■ Work to complete
Every line below that holds the string "equivalence" must be copied.

(Stored items)
• • • • •
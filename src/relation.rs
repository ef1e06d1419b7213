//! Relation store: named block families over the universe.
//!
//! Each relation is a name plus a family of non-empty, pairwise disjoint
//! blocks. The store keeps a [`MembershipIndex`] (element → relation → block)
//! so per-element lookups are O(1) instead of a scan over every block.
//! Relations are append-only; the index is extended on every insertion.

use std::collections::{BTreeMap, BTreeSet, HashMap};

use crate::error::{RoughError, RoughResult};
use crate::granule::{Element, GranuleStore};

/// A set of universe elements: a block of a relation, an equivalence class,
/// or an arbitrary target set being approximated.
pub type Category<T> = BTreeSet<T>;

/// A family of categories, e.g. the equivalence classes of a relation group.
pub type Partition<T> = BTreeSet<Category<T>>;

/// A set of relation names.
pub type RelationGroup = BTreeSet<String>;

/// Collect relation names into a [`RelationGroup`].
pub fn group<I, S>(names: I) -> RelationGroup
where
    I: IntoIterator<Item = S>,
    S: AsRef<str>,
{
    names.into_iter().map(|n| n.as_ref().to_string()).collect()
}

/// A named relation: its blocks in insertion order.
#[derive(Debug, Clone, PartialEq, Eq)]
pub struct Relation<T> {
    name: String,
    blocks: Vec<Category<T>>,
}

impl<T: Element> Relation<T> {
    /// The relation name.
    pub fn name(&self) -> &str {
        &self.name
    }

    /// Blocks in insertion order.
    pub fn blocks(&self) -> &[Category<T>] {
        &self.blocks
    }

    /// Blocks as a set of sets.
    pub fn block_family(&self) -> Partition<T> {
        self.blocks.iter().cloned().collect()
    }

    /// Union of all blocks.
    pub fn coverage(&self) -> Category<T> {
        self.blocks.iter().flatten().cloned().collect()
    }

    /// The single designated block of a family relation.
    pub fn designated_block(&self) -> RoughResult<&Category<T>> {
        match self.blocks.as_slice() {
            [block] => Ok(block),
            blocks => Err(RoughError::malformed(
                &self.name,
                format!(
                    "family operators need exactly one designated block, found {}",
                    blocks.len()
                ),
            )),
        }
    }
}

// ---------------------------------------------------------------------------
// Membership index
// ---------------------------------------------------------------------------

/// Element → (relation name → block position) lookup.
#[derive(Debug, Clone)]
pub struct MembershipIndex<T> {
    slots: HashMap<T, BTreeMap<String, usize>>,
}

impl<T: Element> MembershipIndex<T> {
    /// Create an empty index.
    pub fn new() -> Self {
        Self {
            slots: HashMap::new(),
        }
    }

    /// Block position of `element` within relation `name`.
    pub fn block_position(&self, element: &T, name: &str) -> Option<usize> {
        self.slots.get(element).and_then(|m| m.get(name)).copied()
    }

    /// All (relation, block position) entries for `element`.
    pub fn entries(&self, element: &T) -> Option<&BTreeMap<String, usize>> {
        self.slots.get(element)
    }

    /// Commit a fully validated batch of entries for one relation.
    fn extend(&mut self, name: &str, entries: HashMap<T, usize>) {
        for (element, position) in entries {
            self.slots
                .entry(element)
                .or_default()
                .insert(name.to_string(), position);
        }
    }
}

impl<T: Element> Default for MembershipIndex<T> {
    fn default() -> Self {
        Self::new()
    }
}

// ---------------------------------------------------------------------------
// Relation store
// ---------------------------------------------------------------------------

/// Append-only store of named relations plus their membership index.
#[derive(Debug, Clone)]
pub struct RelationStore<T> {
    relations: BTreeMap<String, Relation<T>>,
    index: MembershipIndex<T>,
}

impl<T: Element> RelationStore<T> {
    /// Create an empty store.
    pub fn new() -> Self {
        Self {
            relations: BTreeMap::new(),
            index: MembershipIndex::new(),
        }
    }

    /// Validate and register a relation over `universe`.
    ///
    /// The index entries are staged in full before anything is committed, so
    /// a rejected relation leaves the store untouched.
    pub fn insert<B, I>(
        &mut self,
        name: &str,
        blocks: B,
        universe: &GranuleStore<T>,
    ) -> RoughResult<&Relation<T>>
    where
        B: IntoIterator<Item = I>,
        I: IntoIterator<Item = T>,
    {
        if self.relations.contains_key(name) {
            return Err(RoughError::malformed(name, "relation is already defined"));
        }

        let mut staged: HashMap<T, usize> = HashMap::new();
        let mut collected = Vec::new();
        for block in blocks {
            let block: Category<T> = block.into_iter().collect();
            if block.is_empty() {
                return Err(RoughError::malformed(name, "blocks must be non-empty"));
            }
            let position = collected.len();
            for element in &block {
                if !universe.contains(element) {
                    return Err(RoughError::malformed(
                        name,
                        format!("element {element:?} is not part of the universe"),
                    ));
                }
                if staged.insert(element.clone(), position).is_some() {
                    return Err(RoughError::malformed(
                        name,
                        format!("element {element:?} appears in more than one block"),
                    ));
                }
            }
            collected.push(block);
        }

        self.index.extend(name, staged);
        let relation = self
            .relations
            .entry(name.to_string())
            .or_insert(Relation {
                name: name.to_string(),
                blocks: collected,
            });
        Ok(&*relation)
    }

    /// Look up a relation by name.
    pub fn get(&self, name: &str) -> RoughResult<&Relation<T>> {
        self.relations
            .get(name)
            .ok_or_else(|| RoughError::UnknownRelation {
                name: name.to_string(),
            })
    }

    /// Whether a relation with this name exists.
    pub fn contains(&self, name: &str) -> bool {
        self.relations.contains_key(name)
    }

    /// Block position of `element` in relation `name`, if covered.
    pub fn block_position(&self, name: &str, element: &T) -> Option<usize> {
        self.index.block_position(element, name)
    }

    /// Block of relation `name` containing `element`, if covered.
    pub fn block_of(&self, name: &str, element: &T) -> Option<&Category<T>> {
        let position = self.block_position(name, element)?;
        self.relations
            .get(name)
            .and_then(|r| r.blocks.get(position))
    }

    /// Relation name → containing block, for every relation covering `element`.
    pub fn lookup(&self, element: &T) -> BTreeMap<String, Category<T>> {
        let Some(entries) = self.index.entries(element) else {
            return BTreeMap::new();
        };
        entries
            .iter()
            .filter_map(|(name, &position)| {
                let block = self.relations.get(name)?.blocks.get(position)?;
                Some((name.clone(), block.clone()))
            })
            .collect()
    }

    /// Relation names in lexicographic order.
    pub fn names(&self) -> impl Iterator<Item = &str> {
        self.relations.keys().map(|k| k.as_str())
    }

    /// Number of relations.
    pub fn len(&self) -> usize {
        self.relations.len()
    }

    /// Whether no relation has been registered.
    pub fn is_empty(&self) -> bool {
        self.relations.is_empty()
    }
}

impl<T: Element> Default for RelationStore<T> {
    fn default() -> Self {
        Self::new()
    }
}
• • • • •
■ Output
/// A set of universe elements: a block of a relation, an equivalence class,
/// A family of categories, e.g. the equivalence classes of a relation group.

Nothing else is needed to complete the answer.